El número de soldados que han muerto desde el 24 de febrero no está claro. Y si no hay manera de verificar los datos es porque las cifras de las bajas es otro de los frentes del conflicto. El Gobierno ucraniano asegura que los soldados rusos muertos son 12.000. El último dato del Krémlin es del 2 de marzo, 498 fallecidos. Ninguno de los dos bandos había hablado hasta ahora de las pérdidas ucranianas. Pero el presidente Volodímir Zelensky por primera vez este sábado reconoció 1.300 muertos. Un día antes, en una intervención televisada, había anunciado que otorgaba el título de “Héroe de Ucrania” a 13 militares caídos en combate.

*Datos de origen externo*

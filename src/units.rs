//! Model units and their X3D conversion factors
//!
//! X3D's `UNIT category='length'` statement needs a name and a factor that
//! converts the unit to meters. Only units listed in the table are accepted;
//! an unknown unit is an error rather than a silent default.

use crate::error::{Error, Result};

/// A named length unit with its factor relative to meters
#[derive(Debug, Clone, PartialEq)]
pub struct UnitInfo {
    /// Unit name as used in the X3D `UNIT` statement
    pub name: String,
    /// Multiplier converting this unit to meters
    pub conversion_factor: f64,
}

/// Lookup table from 3MF `unit` attribute values to [`UnitInfo`]
#[derive(Debug, Clone, PartialEq)]
pub struct UnitTable {
    entries: Vec<UnitInfo>,
}

impl UnitTable {
    /// An empty table
    pub fn empty() -> Self {
        Self {
            entries: Vec::new(),
        }
    }

    /// Add or replace a unit
    pub fn with_unit(mut self, name: impl Into<String>, conversion_factor: f64) -> Self {
        let name = name.into();
        self.entries.retain(|u| u.name != name);
        self.entries.push(UnitInfo {
            name,
            conversion_factor,
        });
        self
    }

    /// Look up a unit by its 3MF name
    pub fn lookup(&self, name: &str) -> Result<&UnitInfo> {
        self.entries
            .iter()
            .find(|u| u.name == name)
            .ok_or_else(|| Error::UnknownUnit(name.to_string()))
    }

    /// All known units
    pub fn units(&self) -> &[UnitInfo] {
        &self.entries
    }
}

impl Default for UnitTable {
    fn default() -> Self {
        Self::empty()
            .with_unit("millimeter", 0.001)
            .with_unit("meter", 1.0)
    }
}
//! Build item iteration, object deduplication and bounds tracking

use std::collections::HashMap;

use tracing::{debug, info};

use super::bounds::BoundsAccumulator;
use super::viewpoint::derive_viewpoint;
use super::{SceneGraph, ShapeDefinition, ShapeHandle, ShapeUse, TransformNode};
use crate::error::{Error, Result};
use crate::model::BuildItem;
use crate::resolver::MeshResolver;
use crate::transform::AffineMatrix;

/// Turns a sequence of build items into a [`SceneGraph`]
///
/// One assembler serves exactly one conversion: [`assemble`](Self::assemble)
/// consumes it, so the shape cache and bounds cannot leak between
/// conversions. Items are processed strictly in order; the first
/// placement of an object resolves its mesh and every later placement of
/// the same id reuses it without calling the resolver again.
#[derive(Debug, Default)]
pub struct SceneAssembler {
    shapes: Vec<ShapeDefinition>,
    by_object: HashMap<String, ShapeHandle>,
    nodes: Vec<TransformNode>,
    bounds: BoundsAccumulator,
}

impl SceneAssembler {
    /// Create an assembler for one conversion
    pub fn new() -> Self {
        Self::default()
    }

    /// Place every item and derive bounds and viewpoint
    ///
    /// # Errors
    ///
    /// The first failing item aborts the whole assembly:
    /// - [`Error::MissingObjectId`] for an item with a blank `objectid`
    /// - [`Error::Format`] for a malformed `transform`
    /// - [`Error::UnsupportedTransform`] for a transform X3D cannot express
    /// - resolver errors ([`Error::ResourceNotFound`], [`Error::MeshMalformed`])
    /// - [`Error::EmptyScene`] when `items` is empty
    pub fn assemble<R>(mut self, items: &[BuildItem], resolver: &mut R) -> Result<SceneGraph>
    where
        R: MeshResolver + ?Sized,
    {
        info!(items = items.len(), "Assembling build items");

        for (index, item) in items.iter().enumerate() {
            self.place(index, item, resolver)?;
        }

        let bounds = self.bounds.finish()?;
        info!(min = ?bounds.min, max = ?bounds.max, "Global bounds");
        let viewpoint = derive_viewpoint(&bounds);

        Ok(SceneGraph {
            nodes: self.nodes,
            shapes: self.shapes,
            bounds,
            viewpoint,
        })
    }

    fn place<R>(&mut self, index: usize, item: &BuildItem, resolver: &mut R) -> Result<()>
    where
        R: MeshResolver + ?Sized,
    {
        let object_id = item.objectid.as_str();
        if object_id.trim().is_empty() {
            return Err(Error::MissingObjectId(index));
        }
        debug!(index, object_id, "Build item");

        let matrix = match item.transform.as_deref() {
            Some(s) => AffineMatrix::parse(s)?,
            None => AffineMatrix::identity(),
        };

        let shape = match self.by_object.get(object_id) {
            Some(&handle) => ShapeUse::Reuse(handle),
            None => {
                let mesh = resolver.resolve(object_id)?;
                let handle = ShapeHandle(self.shapes.len());
                self.shapes.push(ShapeDefinition::new(object_id, mesh));
                self.by_object.insert(object_id.to_string(), handle);
                ShapeUse::Define(handle)
            }
        };

        let (min, max) = self.shapes[shape.handle().0]
            .mesh
            .transformed_aabb(&matrix);
        self.bounds.push(min, max);

        let attributes = matrix.decompose()?;

        self.nodes.push(TransformNode {
            object_id: object_id.to_string(),
            attributes,
            part_number: item.partnumber.clone(),
            shape,
        });
        Ok(())
    }
}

Los números exactos quizá no se sepan nunca, pero de algunos sí se conocen los nombres. Los tres hombres a los que lloran en esta iglesia abarrotada se llamaban Dmitro Kabakov, de 59 años, Andrij Stefanjskj, de 40, y Taras Diduj, de 26. El cura que celebra la misa repasa sus vidas. De los 26 años de Diduj destaca que había estado luchando en el Donbás, que era el único hijo de su madre María y que tenía una novia, Tatiana. A las familias que beben sus propias lágrimas, el párroco les recuerda “que los héroes no mueren”: “Rezamos para la victoria, para que el invasor deje cuanto antes nuestra tierra”. 

“Se llamaba igual que yo, Taras”, dice el conductor de uno de los coches fúnebres. “Es el cuarto entierro que hago desde que comenzó la guerra”. Tras la misa que se alarga más para esperar que pase la alerta de las sirenas antiaéreas, el cortejo fúnebre se dirige hacia el Cementerio de Lychakiv, el camposanto monumental de la época imperial austrohúngara en el que están enterradas las más importantes personalidades ucranianas. Los coches atraviesan el cementerio, pasando delante de las tumbas del escritor Ivan Franko, de la cantante de Ópera Solomiya Krushelnytska o del cantante Volodímir Ivasiuk. Soldados en uniforme de camuflaje escoltan a un lado y a otro los vehículos que se detienen a unos metros de una explanada con decenas de cruces de mármol. Son las tumbas de los caídos en el Donbás que recuerdan que la guerra aquí empezó hace ocho años. Una guerra con 14.000 muertos. 

Después de días de cielo color ceniza, brilla un sol que desentona con la pesadumbre de este lugar. Los disparos de los rifles del saludo militar rompen el silencio antes del himno nacional. Luego solo quedan los sollozos y el ruido de las palas que remueven la tierra y cubren las tres fosas abiertas al lado de otras tumbas llenas de flores frescas, nuevos muertos de una guerra antigua. “Taras siempre quiso ser militar, su padre también lo era. Estudió en la academia y estuvo dos veces en Donbás”, logra explicar la tía del joven mientras señala a la madre del soldado, enfundada en un abrigo negro con la cabeza cubierta por un pañuelo del mismo color, abrazada a la bandera que envolvía el ataúd de su hijo. A un lado, con la mirada apagada y fija hacia la cruz que acaban de plantar, está su novia Tatiana con la que tenía planes de casarse en primavera.